Purpose To develop an MR-conditional microwave needle that generates a spherical ablation zone and clear MRI visibility for MR-guided microwave ablation. Methods An MR-conditional microwave needle consisting of zirconia tip and TA18 titanium alloy tube was investigated. The numerical model was created to optimize the needle's geometry and analyze its performance. A geometrically optimized needle was produced using non-magnetic materials based on the electromagnetics simulation results. The needle's mechanical properties were tested per the Chinese pharmaceutical industry standard YY0899-2013. The MRI visibility performance and ablation characteristics of the needle was tested both in vitro (phantom) and in vivo (rabbit) at 1.5T. The RF-induced heating was evaluated in ex vivo porcine liver. Results The needle's mechanical properties met the specified requirements.

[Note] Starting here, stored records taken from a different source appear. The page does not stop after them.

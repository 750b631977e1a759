//! Update routing.

pub mod commands;
pub mod media;

use teloxide::dispatching::{HandlerExt, UpdateFilterExt, UpdateHandler};
use teloxide::prelude::*;
use teloxide::utils::command::BotCommands;

use crate::transport::is_media;

pub type HandlerResult = Result<(), teloxide::RequestError>;

#[derive(BotCommands, Clone, Debug, PartialEq, Eq)]
#[command(rename_rule = "lowercase", description = "Available commands:")]
pub enum Command {
    #[command(description = "show the help message.")]
    Start,
    #[command(description = "show the help message.")]
    Help,
    #[command(description = "show bot version.")]
    Version,
    #[command(description = "show supported file types.")]
    Files,
}

/// Commands first, then photo/video/document messages. Anything else is ignored.
pub fn schema() -> UpdateHandler<teloxide::RequestError> {
    Update::filter_message()
        .branch(
            dptree::entry()
                .filter_command::<Command>()
                .endpoint(commands::handle_command),
        )
        .branch(dptree::filter(|msg: Message| is_media(&msg)).endpoint(media::handle_media))
}

#[cfg(test)]
mod tests {
    use super::*;

    #[test]
    fn test_command_parsing() {
        assert_eq!(Command::parse("/start", "relay_bot").unwrap(), Command::Start);
        assert_eq!(Command::parse("/files", "relay_bot").unwrap(), Command::Files);
        assert_eq!(
            Command::parse("/version@relay_bot", "relay_bot").unwrap(),
            Command::Version
        );
        assert!(Command::parse("/upload", "relay_bot").is_err());
    }
}
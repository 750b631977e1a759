//! Relay Core Library
//!
//! This crate provides the domain models, error taxonomy, configuration and
//! seam traits shared by every component of the Telegram to Immich relay.

pub mod access;
pub mod config;
pub mod constants;
pub mod error;
pub mod models;
pub mod traits;

// Re-export commonly used types
pub use access::AllowList;
pub use config::{Config, ConfigError, Settings};
pub use error::{IngestError, LogLevel};
pub use models::{
    CaptureMetadata, MediaKind, MediaNotification, MimeCategory, Reply, Sender, StagedKind,
    TimestampSource, UploadResult,
};
pub use traits::{AssetStore, AssetUpload, MediaFetcher, StoreResponse};
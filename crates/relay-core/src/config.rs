//! Configuration module
//!
//! Startup happens in two phases. `Settings::from_env` reads the process
//! environment (and `.env`, if present). The selected album's display name is
//! then resolved against the storage service, and `Config::new` freezes both
//! into the immutable configuration shared by every handler.

use std::env;
use std::fmt::{Debug, Formatter, Result as FmtResult};
use std::path::{Path, PathBuf};

use chrono_tz::Tz;

use crate::access::AllowList;
use crate::constants::DEFAULT_UPLOAD_TIMEZONE;

#[derive(Debug, thiserror::Error)]
pub enum ConfigError {
    #[error("Missing required environment variables: {}", .0.join(", "))]
    Missing(Vec<&'static str>),

    #[error("UPLOAD_TIMEZONE '{0}' is not a valid IANA timezone")]
    InvalidTimezone(String),

    #[error("ALLOWED_USER_IDS is invalid: {0}")]
    InvalidUserIds(String),
}

/// Raw settings read from the environment, before the album lookup.
#[derive(Clone)]
pub struct Settings {
    pub immich_api_url: String,
    pub immich_api_key: String,
    pub selected_album_id: Option<String>,
    pub upload_timezone: Tz,
    pub telegram_bot_token: String,
    pub allowed_user_ids: AllowList,
    pub staging_dir: PathBuf,
}

impl Debug for Settings {
    fn fmt(&self, f: &mut Formatter<'_>) -> FmtResult {
        f.debug_struct("Settings")
            .field("immich_api_url", &self.immich_api_url)
            .field("immich_api_key", &"[REDACTED]")
            .field("selected_album_id", &self.selected_album_id)
            .field("upload_timezone", &self.upload_timezone)
            .field("telegram_bot_token", &"[REDACTED]")
            .field("allowed_user_ids", &self.allowed_user_ids)
            .field("staging_dir", &self.staging_dir)
            .finish()
    }
}

impl Settings {
    pub fn from_env() -> Result<Self, ConfigError> {
        dotenvy::dotenv().ok();
        Self::from_lookup(|key| env::var(key).ok())
    }

    /// Build settings from an arbitrary variable source.
    pub fn from_lookup<F>(lookup: F) -> Result<Self, ConfigError>
    where
        F: Fn(&str) -> Option<String>,
    {
        let var = |key: &str| {
            lookup(key)
                .map(|v| v.trim().to_string())
                .filter(|v| !v.is_empty())
        };

        let mut missing = Vec::new();

        let telegram_bot_token = var("TELEGRAM_BOT_TOKEN");
        if telegram_bot_token.is_none() {
            missing.push("TELEGRAM_BOT_TOKEN");
        }
        let immich_api_key = var("IMMICH_API_KEY");
        if immich_api_key.is_none() {
            missing.push("IMMICH_API_KEY");
        }
        let immich_api_url = var("IMMICH_API_URL");
        if immich_api_url.is_none() {
            missing.push("IMMICH_API_URL");
        }

        // A malformed list is reported only once nothing is missing.
        let allowed_user_ids = var("ALLOWED_USER_IDS")
            .map(|raw| AllowList::parse(&raw))
            .unwrap_or_else(|| Ok(AllowList::default()));
        if matches!(&allowed_user_ids, Ok(ids) if ids.is_empty()) {
            missing.push("ALLOWED_USER_IDS");
        }

        let (Some(telegram_bot_token), Some(immich_api_key), Some(immich_api_url)) =
            (telegram_bot_token, immich_api_key, immich_api_url)
        else {
            return Err(ConfigError::Missing(missing));
        };
        if !missing.is_empty() {
            return Err(ConfigError::Missing(missing));
        }
        let allowed_user_ids = allowed_user_ids.map_err(ConfigError::InvalidUserIds)?;

        let timezone_name =
            var("UPLOAD_TIMEZONE").unwrap_or_else(|| DEFAULT_UPLOAD_TIMEZONE.to_string());
        let upload_timezone = timezone_name
            .parse::<Tz>()
            .map_err(|_| ConfigError::InvalidTimezone(timezone_name.clone()))?;

        let staging_dir = var("STAGING_DIR")
            .map(PathBuf::from)
            .unwrap_or_else(env::temp_dir);

        Ok(Settings {
            immich_api_url: immich_api_url.trim_end_matches('/').to_string(),
            immich_api_key,
            selected_album_id: var("IMMICH_SELECTED_ALBUM"),
            upload_timezone,
            telegram_bot_token,
            allowed_user_ids,
            staging_dir,
        })
    }
}

/// Immutable application configuration.
#[derive(Clone, Debug)]
pub struct Config {
    settings: Settings,
    selected_album_name: Option<String>,
}

impl Config {
    /// Freeze settings together with the resolved album name.
    pub fn new(settings: Settings, selected_album_name: Option<String>) -> Self {
        Self {
            settings,
            selected_album_name,
        }
    }

    pub fn selected_album_id(&self) -> Option<&str> {
        self.settings.selected_album_id.as_deref()
    }

    pub fn selected_album_name(&self) -> Option<&str> {
        self.selected_album_name.as_deref()
    }

    pub fn upload_timezone(&self) -> Tz {
        self.settings.upload_timezone
    }

    pub fn telegram_bot_token(&self) -> &str {
        &self.settings.telegram_bot_token
    }

    pub fn allowed_user_ids(&self) -> &AllowList {
        &self.settings.allowed_user_ids
    }

    pub fn staging_dir(&self) -> &Path {
        &self.settings.staging_dir
    }
}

The needle susceptibility artifact was clearly visible both in vitro and in vivo. The needle artifact diameter (A) was small in in vivo (A(shaft:) 4.96 +/- 0.18 mm for T1W-FLASH, 3.13 +/- 0.05 mm for T2-weighted fast spin-echo (T2W-FSE); A(tip:) 2.31 +/- 0.09 mm for T1W-FLASH, 2.29 +/- 0.08 mm for T2W-FSE; tip location error [TLE](:) -0.94 +/- 0.07 mm for T1W-FLASH, -1.10 +/- 0.09 mm for T2W-FSE). Ablation zones generated by the needle were nearly spherical with an elliptical aspect ratio ranging from 0.79 to 0.90 at 30 W, 50 W for 3, 5, 10 min duration ex vivo ablations and 0.86 at 30 W for 10 min duration in vivo ablations. Conclusion The designed MR-conditional microwave needle offers excellent mechanical properties, reliable MRI visibility, insignificant RF-induced heating, and a sufficiently spherical ablation zone. Further clinical development of MR-guided microwave ablation appears warranted.